Clinton, Trump e il nulla, o poco più. C’è un principio elettorale ben noto: un candidato che non vince nel suo Stato fa bene ad andarsene a casa. Non è né scritto, né vincolante, ma è una questione di buon senso, e per quanto il buon senso in politica scarseggi, questo principio regge da lungo tempo. La questione è che vincere il proprio Stato non basta, e qui quelli che sembrano capaci di vincere (davvero) un cospicuo numero di altri Stati sono solo Hillary Clinton e Donald Trump.

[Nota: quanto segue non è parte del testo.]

// ---------------------------------------------------------------------------
// Outcomes
// ---------------------------------------------------------------------------

/// Why a long entry was refused.
#[derive(Debug, Clone, PartialEq)]
pub enum OpenBlock {
    /// Already LONG or PAUSED.
    NotFlat(PositionState),
    /// Price already rose too far off the 60 s minimum.
    AntiChase { rise_pct: f64 },
}

impl std::fmt::Display for OpenBlock {
    fn fmt(&self, f: &mut std::fmt::Formatter<'_>) -> std::fmt::Result {
        match self {
            Self::NotFlat(state) => write!(f, "state is {state}, not FLAT"),
            Self::AntiChase { rise_pct } => {
                write!(f, "anti-chase: {rise_pct:.2}% rise in 60s")
            }
        }
    }
}

/// Verdict on a bearish signal while the machine may hold a position.
#[derive(Debug, Clone, PartialEq)]
pub enum BearishAction {
    CloseAll(String),
    CloseHalf(String),
    None,
}

/// Result of a stop-loss evaluation.
#[derive(Debug, Clone, Copy, PartialEq)]
pub enum StopCheck {
    /// Price is at or under the stop; close now.
    Triggered,
    /// Trailing logic lifted the stop to the contained price.
    Raised(f64),
    NoAction,
}

/// Result of an exchange reconciliation pass.
#[derive(Debug, Clone, Copy, PartialEq, Eq)]
pub enum SyncOutcome {
    InSync,
    /// Venue reports flat while we were LONG; machine reset.
    ResetToFlat,
    /// Venue reports a long we did not know about; adopted with unknown entry.
    AdoptedLong,
}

Sono le nove di sera, e i seggi elettorali dei 13 Stati in ballo vanno via via chiudendosi, ma il messaggio del Super Tuesday, la giornata più pirotecnica di tutte le primarie presidenziali, sembra chiaro. Dalla punta estrema dell’Alaska, fino al profondo sud di Georgia e Alabama, oggi gli americani sbozzano a colpi di scure il profilo dei due futuri aspiranti presidente. In mezzo a tutta la baraonda di dati e proiezioni mi ritrovo ipnotizzato dalla Clinton che celebra con tempismo discutibile il suo successo dalla Florida (tutti i candidati sono laggiù, già in pista per la prossima tornata elettorale). Ipnotizzato dalla sua pressoché totale assenza di sensibilità umana e dalla sua vuota retorica.

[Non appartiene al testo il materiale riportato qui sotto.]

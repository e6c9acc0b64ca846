// =============================================================================
// Observation Buffer — hold a qualified signal until the knife stops falling
// =============================================================================
//
// A LONG signal that passes the gates does not trade immediately. It enters
// observation: the buffer tracks the lowest price seen and confirms the entry
// only once price rebounds >= 0.3 % off that low, within a 120 s window.
// Entries that never stop falling expire instead of filling.
//
// At most one observation exists, and only while the machine is FLAT; a new
// LONG signal arriving while the slot is occupied is discarded upstream.
// =============================================================================

use parking_lot::RwLock;
use serde::Serialize;
use tracing::{debug, info};

use crate::runtime_config::GateThresholds;
use crate::signal::Signal;

/// One signal under observation.
#[derive(Debug, Clone, Serialize)]
pub struct Observation {
    pub signal: Signal,
    pub trigger_price: f64,
    pub lowest_seen_price: f64,
    pub entered_at_ms: i64,
    pub expires_at_ms: i64,
}

/// Outcome of one 1 Hz evaluation.
#[derive(Debug, Clone)]
pub enum ObservationTick {
    /// Rebound confirmed; the observation is removed and returned.
    Confirmed(Observation),
    /// The window lapsed without a rebound; removed and returned.
    Expired(Observation),
    /// Still watching.
    Tracking { rebound_pct: f64 },
    /// Nothing under observation.
    Idle,
}

/// Single-slot buffer shared by the decision and observation tasks.
pub struct ObservationBuffer {
    slot: RwLock<Option<Observation>>,
    rebound_pct: f64,
    window_ms: i64,
}

impl ObservationBuffer {
    pub fn new(thresholds: &GateThresholds) -> Self {
        Self {
            slot: RwLock::new(None),
            rebound_pct: thresholds.rebound_pct,
            window_ms: (thresholds.observation_s as i64) * 1000,
        }
    }

    /// Install a qualified signal. Returns `false` when the slot is occupied
    /// (the caller discards the new signal).
    pub fn install(&self, signal: Signal, trigger_price: f64, now_ms: i64) -> bool {
        let mut slot = self.slot.write();
        if slot.is_some() {
            debug!(signal_id = %signal.id, "observation slot occupied — discarding signal");
            return false;
        }

        info!(
            signal_id = %signal.id,
            trigger_price,
            window_s = self.window_ms / 1000,
            "observation started"
        );

        *slot = Some(Observation {
            signal,
            trigger_price,
            lowest_seen_price: trigger_price,
            entered_at_ms: now_ms,
            expires_at_ms: now_ms + self.window_ms,
        });
        true
    }

    /// Evaluate the slot against the latest price.
    pub fn tick(&self, price: f64, now_ms: i64) -> ObservationTick {
        let mut slot = self.slot.write();
        let Some(mut obs) = slot.take() else {
            return ObservationTick::Idle;
        };

        if price > 0.0 && price < obs.lowest_seen_price {
            obs.lowest_seen_price = price;
        }

        let rebound_pct = if obs.lowest_seen_price > 0.0 {
            (price - obs.lowest_seen_price) / obs.lowest_seen_price * 100.0
        } else {
            0.0
        };

        if price > 0.0 && rebound_pct >= self.rebound_pct {
            info!(
                signal_id = %obs.signal.id,
                rebound_pct,
                low = obs.lowest_seen_price,
                price,
                "rebound confirmed"
            );
            return ObservationTick::Confirmed(obs);
        }

        if now_ms >= obs.expires_at_ms {
            info!(
                signal_id = %obs.signal.id,
                low = obs.lowest_seen_price,
                "observation expired without rebound"
            );
            return ObservationTick::Expired(obs);
        }

        *slot = Some(obs);
        ObservationTick::Tracking { rebound_pct }
    }

    pub fn is_occupied(&self) -> bool {
        self.slot.read().is_some()
    }

    /// Drop whatever is under observation (state-machine reset path).
    pub fn clear(&self) {
        let mut slot = self.slot.write();
        if let Some(obs) = slot.take() {
            info!(signal_id = %obs.signal.id, "observation cleared");
        }
    }

    pub fn snapshot(&self) -> Option<Observation> {
        self.slot.read().clone()
    }
}

impl std::fmt::Debug for ObservationBuffer {
    fn fmt(&self, f: &mut std::fmt::Formatter<'_>) -> std::fmt::Result {
        f.debug_struct("ObservationBuffer")
            .field("occupied", &self.is_occupied())
            .finish()
    }
}

// =============================================================================
// Tests
// =============================================================================
#[cfg(test)]
mod tests {
    use super::*;
    use crate::types::{Direction, SignalKind};

    const T0: i64 = 1_700_000_000_000;

    fn sig() -> Signal {
        Signal {
            id: "obs-1".into(),
            kind: SignalKind::IcebergConfirmed,
            direction: Direction::Long,
            confidence: 75.0,
            confirm_ratio: Some(0.8),
            price: 0.128,
            volume: 0.0,
            timestamp_ms: T0,
            ttl_seconds: 60,
            symbol: "DOGE-USDT".into(),
            iceberg_level: None,
            market_state: None,
            k_god_status: None,
        }
    }

    fn buffer() -> ObservationBuffer {
        ObservationBuffer::new(&GateThresholds::default())
    }

    #[test]
    fn install_then_second_install_is_discarded() {
        let buf = buffer();
        assert!(buf.install(sig(), 0.128, T0));
        assert!(!buf.install(sig(), 0.129, T0 + 1000));
        assert_eq!(buf.snapshot().unwrap().trigger_price, 0.128);
    }

    #[test]
    fn rebound_from_low_confirms() {
        let buf = buffer();
        buf.install(sig(), 0.128, T0);

        // Dip first, then rebound 0.35 % off the dip.
        assert!(matches!(
            buf.tick(0.1275, T0 + 1000),
            ObservationTick::Tracking { .. }
        ));
        let confirm_price = 0.1275 * 1.0035;
        match buf.tick(confirm_price, T0 + 2000) {
            ObservationTick::Confirmed(obs) => {
                assert_eq!(obs.lowest_seen_price, 0.1275);
                assert_eq!(obs.trigger_price, 0.128);
            }
            other => panic!("expected confirmation, got {other:?}"),
        }
        assert!(!buf.is_occupied());
    }

    #[test]
    fn rebound_from_trigger_without_dip_also_confirms() {
        let buf = buffer();
        buf.install(sig(), 0.128, T0);
        // No dip: low stays at the trigger, so +0.35 % off the trigger fires.
        match buf.tick(0.128 * 1.0035, T0 + 1000) {
            ObservationTick::Confirmed(obs) => {
                assert_eq!(obs.lowest_seen_price, 0.128);
            }
            other => panic!("expected confirmation, got {other:?}"),
        }
    }

    #[test]
    fn sub_threshold_rebound_keeps_tracking() {
        let buf = buffer();
        buf.install(sig(), 0.128, T0);
        buf.tick(0.1270, T0 + 1000);
        match buf.tick(0.1270 * 1.002, T0 + 2000) {
            ObservationTick::Tracking { rebound_pct } => {
                assert!(rebound_pct < 0.3);
                assert!(rebound_pct > 0.0);
            }
            other => panic!("expected tracking, got {other:?}"),
        }
        assert!(buf.is_occupied());
    }

    #[test]
    fn window_lapse_expires_the_signal() {
        let buf = buffer();
        buf.install(sig(), 0.128, T0);
        buf.tick(0.1275, T0 + 1000);
        match buf.tick(0.1274, T0 + 121_000) {
            ObservationTick::Expired(obs) => assert_eq!(obs.signal.id, "obs-1"),
            other => panic!("expected expiry, got {other:?}"),
        }
        assert!(!buf.is_occupied());
        assert!(matches!(buf.tick(0.128, T0 + 122_000), ObservationTick::Idle));
    }

    #[test]
    fn falling_price_keeps_lowering_the_low() {
        let buf = buffer();
        buf.install(sig(), 0.128, T0);
        buf.tick(0.1276, T0 + 1000);
        buf.tick(0.1272, T0 + 2000);
        buf.tick(0.1268, T0 + 3000);
        assert_eq!(buf.snapshot().unwrap().lowest_seen_price, 0.1268);

        // The rebound is measured from the deepest low.
        match buf.tick(0.1268 * 1.003, T0 + 4000) {
            ObservationTick::Confirmed(_) => {}
            other => panic!("expected confirmation, got {other:?}"),
        }
    }

    #[test]
    fn clear_empties_the_slot() {
        let buf = buffer();
        buf.install(sig(), 0.128, T0);
        buf.clear();
        assert!(!buf.is_occupied());
        assert!(matches!(buf.tick(0.2, T0 + 1000), ObservationTick::Idle));
    }
}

Non agitatevi, l’altra sera mi ha ipnotizzato pure Trump. Donald ti travolge con il suo faceto e certamente pericoloso “nulla”. Ma cerchiamo di capire un attimo quali scenari si aprono dopo il voto di questa sera. Le cose sono molto diverse negli universi dei due partiti. Con i due frontrunners subito avanti, Bernie Sanders e Ted Cruz stanno lottando per portare a casa qualcos’altro oltre al loro Stato. Bernie si prende il suo Vermont, ma ci aggiunge Oklahoma, Colorado e Minnesota. Ted Cruz il suo Texas e anche l’Oklahoma. Ma il significato della conquista di altre terre ha pesi molto diversi per i due.

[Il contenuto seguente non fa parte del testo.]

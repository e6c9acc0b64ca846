// =============================================================================
// Price Ring — ~5-minute rolling tick series with EMA20 and speed statistics
// =============================================================================
//
// The ring is written by the monitor task (which owns the exchange read path)
// and read by the decision and observation tasks. EMA20 prefers a 1-minute
// candle series handed in by the monitor; when that source is unavailable or
// stale the ring's own tick prices are used; the computed value is cached for
// 10 seconds.
// =============================================================================

use std::collections::VecDeque;
use std::time::{Duration, Instant};

use serde::Serialize;

use crate::indicators::ema_last;

/// Retention window for tick samples.
const WINDOW_MS: i64 = 300_000;
/// How long a computed EMA20 value is served from cache.
const EMA_CACHE: Duration = Duration::from_secs(10);
/// Candle closes older than this are treated as unavailable.
const CANDLE_STALE: Duration = Duration::from_secs(90);
/// A speed sample must sit within this distance of the window edge.
const SPEED_SAMPLE_TOLERANCE_MS: i64 = 10_000;

/// EMA look-back period.
const EMA_PERIOD: usize = 20;
/// Minimum candle closes for the candle-sourced EMA (seed + stabilisation).
const MIN_CANDLE_CLOSES: usize = 25;
/// Minimum tick samples for the fallback EMA.
const MIN_TICK_SAMPLES: usize = 20;

/// A single observed price.
#[derive(Debug, Clone, Copy, PartialEq, Serialize)]
pub struct PricePoint {
    pub price: f64,
    pub ts_ms: i64,
}

/// Rolling price series over the last five minutes.
#[derive(Debug)]
pub struct PriceRing {
    points: VecDeque<PricePoint>,
    candle_closes: Vec<f64>,
    candles_at: Option<Instant>,
    ema_cache: Option<(f64, Instant)>,
}

impl PriceRing {
    pub fn new() -> Self {
        Self {
            points: VecDeque::new(),
            candle_closes: Vec::new(),
            candles_at: None,
            ema_cache: None,
        }
    }

    // -------------------------------------------------------------------------
    // Tick samples
    // -------------------------------------------------------------------------

    /// Append a sample and evict everything older than the retention window.
    pub fn push(&mut self, price: f64, ts_ms: i64) {
        if !price.is_finite() || price <= 0.0 {
            return;
        }
        self.points.push_back(PricePoint { price, ts_ms });
        let cutoff = ts_ms - WINDOW_MS;
        while let Some(front) = self.points.front() {
            if front.ts_ms < cutoff {
                self.points.pop_front();
            } else {
                break;
            }
        }
    }

    /// Most recent price, if any sample exists.
    pub fn latest(&self) -> Option<f64> {
        self.points.back().map(|p| p.price)
    }

    pub fn len(&self) -> usize {
        self.points.len()
    }

    pub fn is_empty(&self) -> bool {
        self.points.is_empty()
    }

    // -------------------------------------------------------------------------
    // Candle source
    // -------------------------------------------------------------------------

    /// Replace the 1-minute candle closes (oldest first) used by `ema20`.
    /// Invalidates the EMA cache.
    pub fn update_candles(&mut self, closes: Vec<f64>) {
        self.candle_closes = closes;
        self.candles_at = Some(Instant::now());
        self.ema_cache = None;
    }

    /// Whether the candle series is recent enough to serve `ema20`.
    pub fn candles_fresh(&self) -> bool {
        self.candles_at
            .map(|at| at.elapsed() < CANDLE_STALE)
            .unwrap_or(false)
    }

    // -------------------------------------------------------------------------
    // Derived statistics
    // -------------------------------------------------------------------------

    /// EMA20 of the best available source.
    ///
    /// Preference order: cached value (<10 s old), fresh candle closes
    /// (>= 25), ring tick prices (>= 20). `None` when no source qualifies.
    pub fn ema20(&mut self) -> Option<f64> {
        if let Some((value, at)) = self.ema_cache {
            if at.elapsed() < EMA_CACHE {
                return Some(value);
            }
        }

        if self.candles_fresh() && self.candle_closes.len() >= MIN_CANDLE_CLOSES {
            if let Some(value) = ema_last(&self.candle_closes, EMA_PERIOD) {
                self.ema_cache = Some((value, Instant::now()));
                return Some(value);
            }
        }

        if self.points.len() >= MIN_TICK_SAMPLES {
            let ticks: Vec<f64> = self.points.iter().map(|p| p.price).collect();
            if let Some(value) = ema_last(&ticks, EMA_PERIOD) {
                self.ema_cache = Some((value, Instant::now()));
                return Some(value);
            }
        }

        None
    }

    /// Percentage drop over roughly the last `window_s` seconds:
    /// `(old − current) / old × 100`. Positive values mean the price fell.
    ///
    /// Returns `None` unless a sample exists within ±10 s of the window edge.
    pub fn speed_drop_pct(&self, window_s: u64, now_ms: i64) -> Option<f64> {
        let current = self.latest()?;
        let target = now_ms - (window_s as i64) * 1000;

        let old = self
            .points
            .iter()
            .min_by_key(|p| (p.ts_ms - target).abs())
            .filter(|p| (p.ts_ms - target).abs() <= SPEED_SAMPLE_TOLERANCE_MS)?;

        if old.price <= 0.0 {
            return None;
        }
        Some((old.price - current) / old.price * 100.0)
    }

    /// Minimum sample price over the last `window_s` seconds.
    pub fn min_in_window(&self, window_s: u64, now_ms: i64) -> Option<f64> {
        let cutoff = now_ms - (window_s as i64) * 1000;
        self.points
            .iter()
            .filter(|p| p.ts_ms >= cutoff)
            .map(|p| p.price)
            .fold(None, |acc, p| match acc {
                Some(m) if m <= p => Some(m),
                _ => Some(p),
            })
    }
}

impl Default for PriceRing {
    fn default() -> Self {
        Self::new()
    }
}

// =============================================================================
// Tests
// =============================================================================
#[cfg(test)]
mod tests {
    use super::*;

    const T0: i64 = 1_700_000_000_000;

    fn filled_ring(prices: &[(f64, i64)]) -> PriceRing {
        let mut ring = PriceRing::new();
        for &(p, t) in prices {
            ring.push(p, t);
        }
        ring
    }

    #[test]
    fn push_evicts_old_samples() {
        let mut ring = PriceRing::new();
        ring.push(0.120, T0);
        ring.push(0.121, T0 + 200_000);
        ring.push(0.122, T0 + 400_000);
        // First sample is older than 300 s relative to the last push.
        assert_eq!(ring.len(), 2);
        assert_eq!(ring.latest(), Some(0.122));
    }

    #[test]
    fn push_ignores_garbage() {
        let mut ring = PriceRing::new();
        ring.push(f64::NAN, T0);
        ring.push(-1.0, T0);
        ring.push(0.0, T0);
        assert!(ring.is_empty());
    }

    #[test]
    fn speed_drop_positive_when_falling() {
        let ring = filled_ring(&[(0.130, T0), (0.128, T0 + 30_000), (0.1274, T0 + 60_000)]);
        let drop = ring.speed_drop_pct(60, T0 + 60_000).unwrap();
        assert!((drop - 2.0).abs() < 1e-9);
    }

    #[test]
    fn speed_drop_negative_when_rising() {
        let ring = filled_ring(&[(0.128, T0), (0.130, T0 + 60_000)]);
        let drop = ring.speed_drop_pct(60, T0 + 60_000).unwrap();
        assert!(drop < 0.0);
    }

    #[test]
    fn speed_drop_requires_sample_near_window_edge() {
        // Only a 5-second-old sample exists; the 60 s edge has nothing close.
        let ring = filled_ring(&[(0.128, T0 + 55_000), (0.128, T0 + 60_000)]);
        assert!(ring.speed_drop_pct(60, T0 + 60_000).is_none());
    }

    #[test]
    fn min_in_window_scopes_by_time() {
        let ring = filled_ring(&[
            (0.120, T0),
            (0.126, T0 + 250_000),
            (0.127, T0 + 280_000),
            (0.128, T0 + 300_000),
        ]);
        // 60 s window from the last sample excludes the 0.120 print.
        let min = ring.min_in_window(60, T0 + 300_000).unwrap();
        assert!((min - 0.126).abs() < 1e-12);
    }

    #[test]
    fn ema20_none_without_any_source() {
        let mut ring = filled_ring(&[(0.128, T0)]);
        assert!(ring.ema20().is_none());
    }

    #[test]
    fn ema20_falls_back_to_ticks() {
        let mut ring = PriceRing::new();
        for i in 0..30 {
            ring.push(0.128, T0 + i * 1000);
        }
        let v = ring.ema20().unwrap();
        assert!((v - 0.128).abs() < 1e-12);
    }

    #[test]
    fn ema20_prefers_candles() {
        let mut ring = PriceRing::new();
        for i in 0..30 {
            ring.push(0.100, T0 + i * 1000);
        }
        ring.update_candles(vec![0.128; 30]);
        let v = ring.ema20().unwrap();
        assert!((v - 0.128).abs() < 1e-12);
    }

    #[test]
    fn ema20_cache_serves_stale_candle_swap() {
        let mut ring = PriceRing::new();
        ring.update_candles(vec![0.128; 30]);
        let first = ring.ema20().unwrap();
        // A second call within the cache window returns the same value even
        // though the tick ring is empty.
        let second = ring.ema20().unwrap();
        assert_eq!(first, second);
    }

    #[test]
    fn ema20_ignores_short_candle_series() {
        let mut ring = PriceRing::new();
        ring.update_candles(vec![0.128; 10]);
        assert!(ring.ema20().is_none());
    }
}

Per il candidato democratico mettersi in tasca ben 4 elettorati ha un enorme valore “morale”, ma un incerto spessore di sostanza. L’establishment democratico ha deciso, i tentacoli organizzativi hanno pescato a fondo nell’elettorato nero e in quello metropolitano, consegnandolo nelle mani “fidate” di Hillary. Sanders “piace”, ispira molta più fiducia della Clinton (tutti i sondaggi parlano chiaro), ma semplicemente non ce la può fare. Così almeno vuole il partito. I democratici escono dal Super Tuesday moralmente ed emotivamente turbati, ma politicamente saldi.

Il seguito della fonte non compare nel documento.